L’IED non vuole solo insegnare a usare gli ultimi strumenti digitali, ma sviluppare un pensiero critico sugli effetti culturali e sociali di queste tecnologie. Il progetto può essere una mostra, un’installazione, una sfilata o un archivio di design: oggi sono tutte facce di un unico ecosistema comunicativo, dove si intrecciano arte, tecnologia e media.
Formare professionisti ibridi significa vedere la comunicazione come un campo dove si fondono discipline e linguaggi diversi. I futuri laureati dovranno applicare tecniche, certo, ma anche riflettere sulle implicazioni etiche, sociali e culturali. Solo così si può rispondere alle sfide di un mondo digitale in rapido cambiamento.
Sara Fortunati guida la scuola tra cultura e ricerca
La nuova Scuola è coordinata da Sara Fortunati, esperta di progettazione culturale legata al design, con un ruolo attivo nel mondo accademico e istituzionale. È vicepresidente del Museo Nazionale dell’Automobile e del Circolo del Design di Torino, dove insegna anche Sociologia della Comunicazione allo IED.
Il suo modo di vedere la comunicazione come progetto culturale rispecchia la filosofia del nuovo IED milanese. A confermarlo è Danilo Venturi, direttore di IED Milano: “Ridisegnare l’offerta formativa significa accogliere la complessità del contemporaneo, rifiutando soluzioni semplicistiche”.

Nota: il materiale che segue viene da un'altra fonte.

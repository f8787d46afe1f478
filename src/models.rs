//! Account Models
//!
//! Data structures for requests, responses, and database entities.

use chrono::{DateTime, Duration, Utc};
use regex::Regex;
use serde::{Deserialize, Serialize};
use serde_json::Value;
use sqlx::FromRow;
use std::str::FromStr;
use std::sync::OnceLock;
use uuid::Uuid;
use validator::Validate;

// ============================================
// Roles
// ============================================

/// Named role granted to a user
#[derive(Debug, Clone, Copy, PartialEq, Eq, Hash, PartialOrd, Ord, Serialize, Deserialize)]
#[serde(rename_all = "lowercase")]
pub enum Role {
    User,
    Admin,
}

impl Role {
    pub fn as_str(&self) -> &'static str {
        match self {
            Role::User => "user",
            Role::Admin => "admin",
        }
    }
}

impl std::fmt::Display for Role {
    fn fmt(&self, f: &mut std::fmt::Formatter<'_>) -> std::fmt::Result {
        write!(f, "{}", self.as_str())
    }
}

impl FromStr for Role {
    type Err = String;

    fn from_str(s: &str) -> Result<Self, Self::Err> {
        match s.trim().to_ascii_lowercase().as_str() {
            "user" => Ok(Role::User),
            "admin" => Ok(Role::Admin),
            other => Err(format!("Unknown role '{other}'")),
        }
    }
}

/// Role audit action
#[derive(Debug, Clone, Copy, PartialEq, Eq)]
pub enum RoleAuditAction {
    Added,
    Removed,
}

impl RoleAuditAction {
    pub fn as_str(&self) -> &'static str {
        match self {
            RoleAuditAction::Added => "added",
            RoleAuditAction::Removed => "removed",
        }
    }
}

// ============================================
// Database Entities
// ============================================

/// User entity from database
#[derive(Debug, Clone, Serialize, Deserialize, FromRow)]
pub struct User {
    pub id: Uuid,
    pub email: String,
    pub name: String,
    #[serde(skip_serializing)]
    pub password_hash: String,
    pub phone: Option<String>,
    pub email_confirmed: bool,
    pub phone_confirmed: bool,
    #[serde(skip_serializing)]
    pub confirmation_token_hash: Option<String>,
    pub confirmation_sent_at: Option<DateTime<Utc>>,
    #[serde(skip_serializing)]
    pub phone_code_hash: Option<String>,
    pub phone_confirmation_sent_at: Option<DateTime<Utc>>,
    #[serde(skip_serializing)]
    pub phone_code_attempts: i32,
    pub profile: Value,
    pub created_at: DateTime<Utc>,
    pub updated_at: DateTime<Utc>,
}

impl User {
    pub fn email_confirmed(&self) -> bool {
        self.email_confirmed
    }

    pub fn phone_confirmed(&self) -> bool {
        self.phone_confirmed
    }

    /// Whether a phone confirmation code is still inside its window
    pub fn phone_code_live(&self, ttl: Duration, now: DateTime<Utc>) -> bool {
        match (&self.phone_code_hash, self.phone_confirmation_sent_at) {
            (Some(_), Some(sent_at)) => sent_at + ttl > now,
            _ => false,
        }
    }

    /// Notification preferences stored in the profile document
    pub fn preferences(&self) -> NotificationPreferences<'_> {
        NotificationPreferences::new(&self.profile)
    }
}

/// Read-only view over `profile.preferences`
#[derive(Debug, Clone, Copy)]
pub struct NotificationPreferences<'a> {
    profile: &'a Value,
}

/// Timezone used when the profile does not name one
pub const DEFAULT_NOTIFICATION_TIMEZONE: &str = "America/New_York";

/// Daily notification slots a user may toggle
#[derive(Debug, Clone, Copy, PartialEq, Eq)]
pub enum NotificationSlot {
    Morning,
    Midday,
    Afternoon,
    Evening,
    WindDown,
}

impl NotificationSlot {
    fn key(&self) -> &'static str {
        match self {
            NotificationSlot::Morning => "morning",
            NotificationSlot::Midday => "midday",
            NotificationSlot::Afternoon => "afternoon",
            NotificationSlot::Evening => "evening",
            NotificationSlot::WindDown => "wind_down",
        }
    }
}

impl<'a> NotificationPreferences<'a> {
    pub fn new(profile: &'a Value) -> Self {
        Self { profile }
    }

    pub fn timezone(&self) -> &'a str {
        self.profile
            .pointer("/preferences/timezone")
            .and_then(Value::as_str)
            .unwrap_or(DEFAULT_NOTIFICATION_TIMEZONE)
    }

    /// Toggles default to on; only an explicit `false` turns them off
    pub fn enabled(&self) -> bool {
        !self.explicitly_off("/preferences/notifications/enabled")
    }

    pub fn slot_enabled(&self, slot: NotificationSlot) -> bool {
        self.enabled()
            && !self.explicitly_off(&format!("/preferences/notifications/{}", slot.key()))
    }

    fn explicitly_off(&self, pointer: &str) -> bool {
        matches!(self.profile.pointer(pointer), Some(Value::Bool(false)))
    }
}

/// Lifecycle state of a single-use credential
#[derive(Debug, Clone, Copy, PartialEq, Eq)]
pub enum TokenState {
    Active,
    Expired,
    /// Revoked refresh token or used reset token
    Spent,
}
//! Authentication Middleware
//!
//! Access token validation for protected routes.

use crate::delivery;
use crate::error::AuthError;
use crate::handlers::AppState;

use axum::{
    extract::{Request, State},
    middleware::Next,
    response::Response,
};
use axum_extra::extract::cookie::CookieJar;

/// Require a valid access token
///
/// The token is read from the `Authorization` header or the access cookie.
/// Its claims are stored in request extensions for `CurrentUser`.
pub async fn require_auth(
    State(state): State<AppState>,
    mut req: Request,
    next: Next,
) -> Result<Response, AuthError> {
    let jar = CookieJar::from_headers(req.headers());
    let token = delivery::access_token(req.headers(), &jar).ok_or(AuthError::MissingToken)?;

    let claims = state.auth.validate_access_token(&token).map_err(|e| {
        tracing::debug!(error = %e, "Access token rejected");
        e
    })?;

    req.extensions_mut().insert(claims);

    Ok(next.run(req).await)
}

La nuova Scuola vuole essere un laboratorio che unisce interdisciplinarietà e innovazione tecnologica, senza farsi sopraffare dalla tecnologia, ma interrogandola e utilizzandola con consapevolezza. Così l’istituto punta a restare all’avanguardia nella formazione delle figure più adatte a muoversi nel mondo della comunicazione che verrà.